Though the moratorium expired this week, Wisconsin requires landlords give tenants five days’ notice to either pay or leave before they file for eviction, so the state has not yet seen a spike. But Donahoe said she is concerned about what is going to happen next week, once those five days have passed.
“I think that we could see evictions filed at a level that we’ve never ever seen before,” she said. “Renters have way fewer rights than homeowners during the process, and so I think that this crisis is going to hit harder and hit faster than the homeowners crisis [in 2008].”
Few landlords will rent to people who are unemployed, and even fewer to those with an eviction on their record. With homeless shelters already at capacity in many parts of the country, and the risk of spreading the virus still high, lawyers, housing advocates and public health officials worry that many of those who are evicted will have nowhere to go.
“Housing is paramount to preserving the public’s health, especially when the response to the pandemic has been to shelter in place,” Benfer said. “So the robustness of moratoriums is really important in order to protect public health, but also to stave off a second wave epidemic associated with a lack of safe and decent housing.”
Niklaus Salvatore, 28, moved into the apartment he lives in now in February, just weeks before he lost his job as a breakfast assistant at a hotel in Miami Beach. Before that he’d been in transition, living with a friend for six months, rent-free, so he could build up some savings.
Now, he’s using that savings to keep paying rent — when he told his landlord he’d lost his job, and asked if she might be able to reduce the rent for a bit, she said, in effect: if you can’t pay, give me a month’s notice and start looking for a new place.
“I have friends who told me about the whole moratorium, ‘you don’t have to pay rent because you know, technically your landlord can’t file to evict you, so you’re good,’” Salvatore said. “I’m like, ‘yeah, to a certain extent,’ because once that is up you have to pay all that money back.”
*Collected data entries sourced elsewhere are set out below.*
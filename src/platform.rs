use crate::types::HostInfo;

pub fn get_system_info(force_32bit: bool) -> HostInfo {
    let os = std::env::consts::OS.to_string();
    let arch = std::env::consts::ARCH.to_string();

    let normalized_arch = match arch.as_str() {
        "x86_64" => "amd64".to_string(),
        "aarch64" => "arm64".to_string(),
        _ => arch,
    };

    let can_execute_64bit = !force_32bit && host_is_64bit();
    tracing::trace!(
        "Host: os={}, arch={}, 64-bit capable={}",
        os,
        normalized_arch,
        can_execute_64bit
    );

    HostInfo {
        os,
        arch: normalized_arch,
        can_execute_64bit,
    }
}

fn host_is_64bit() -> bool {
    if cfg!(target_pointer_width = "64") {
        return true;
    }
    // A 32-bit process under WOW64 still runs on a 64-bit OS
    if cfg!(windows) {
        let wow64 = std::env::var("PROCESSOR_ARCHITEW6432").unwrap_or_default();
        let native = std::env::var("PROCESSOR_ARCHITECTURE").unwrap_or_default();
        return is_64bit_arch_name(&wow64) || is_64bit_arch_name(&native);
    }
    false
}

fn is_64bit_arch_name(name: &str) -> bool {
    matches!(name.to_uppercase().as_str(), "AMD64" | "ARM64" | "IA64")
}

/// Appends the host executable suffix to a command stem.
pub fn exe_name(stem: &str) -> String {
    format!("{}{}", stem, std::env::consts::EXE_SUFFIX)
}

#[cfg(test)]
mod tests {
    use super::*;

    #[test]
    fn test_force_32bit_disables_64bit() {
        let info = get_system_info(true);
        assert!(!info.can_execute_64bit);
        assert!(!info.os.is_empty());
    }

    #[test]
    fn test_arch_names() {
        assert!(is_64bit_arch_name("amd64"));
        assert!(is_64bit_arch_name("ARM64"));
        assert!(!is_64bit_arch_name("x86"));
        assert!(!is_64bit_arch_name(""));
    }

    #[test]
    fn test_exe_name() {
        let name = exe_name("python3");
        assert!(name.starts_with("python3"));
        if cfg!(windows) {
            assert_eq!(name, "python3.exe");
        } else {
            assert_eq!(name, "python3");
        }
    }
}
He was afraid of having that happen, or worse, of having his landlord hold a grudge and not renew his lease later on.
“Then you’re stuck in a pandemic trying to find somewhere else to move, and by you not having work, who’s gonna rent to someone who’s not working?” he said. “It’s totally not worth the risk.”
But there are millions of Americans who don’t have savings to fall back on. A recent Marketplace-Edison poll found that nearly 60% of Americans could not pay an unexpected $1,000 expense; more than 40% could not even cover a $250 expense.
“I think the real concern is a month from now, or towards the end of the summer, as people run out of unemployment. It’s further and further away from the stimulus payments, what happens to those people?” Roller said.
The consensus among housing lawyers and advocates is that there is going to be a huge wave of evictions nationwide as moratoriums expire, and later, as unemployment benefits run out.
Paul Howard thinks it’s going to start right away in Florida.
“I have I don’t know how many evictions on hold right now, waiting for June 3, from other landlords. I mean, a lot of them,” said Howard, who runs an eviction service as part of his work with the Florida Landlord Network. “June’s going to be very busy downtown at the courthouse.”
Harry Mazurkiewicz doesn’t know what’s going to happen if his landlord decides to evict him. He’s consumed with fear and anxiety.
If he doesn’t get called back to work soon, if something doesn’t change, he said, “I’m just actually thinking about biting the bullet and just trying to go get some kind of work here,” he said. “If I get sick, then I get sick, but I can’t be going much longer like this.”
It’s all he can think about, every minute of the day. He dreams about it. With no family, and most of his friends in similarly tough positions, he doesn’t know where he’ll go if he gets evicted.
“I have no idea,” he said. “I couldn’t tell you. I don’t even want to think about it.”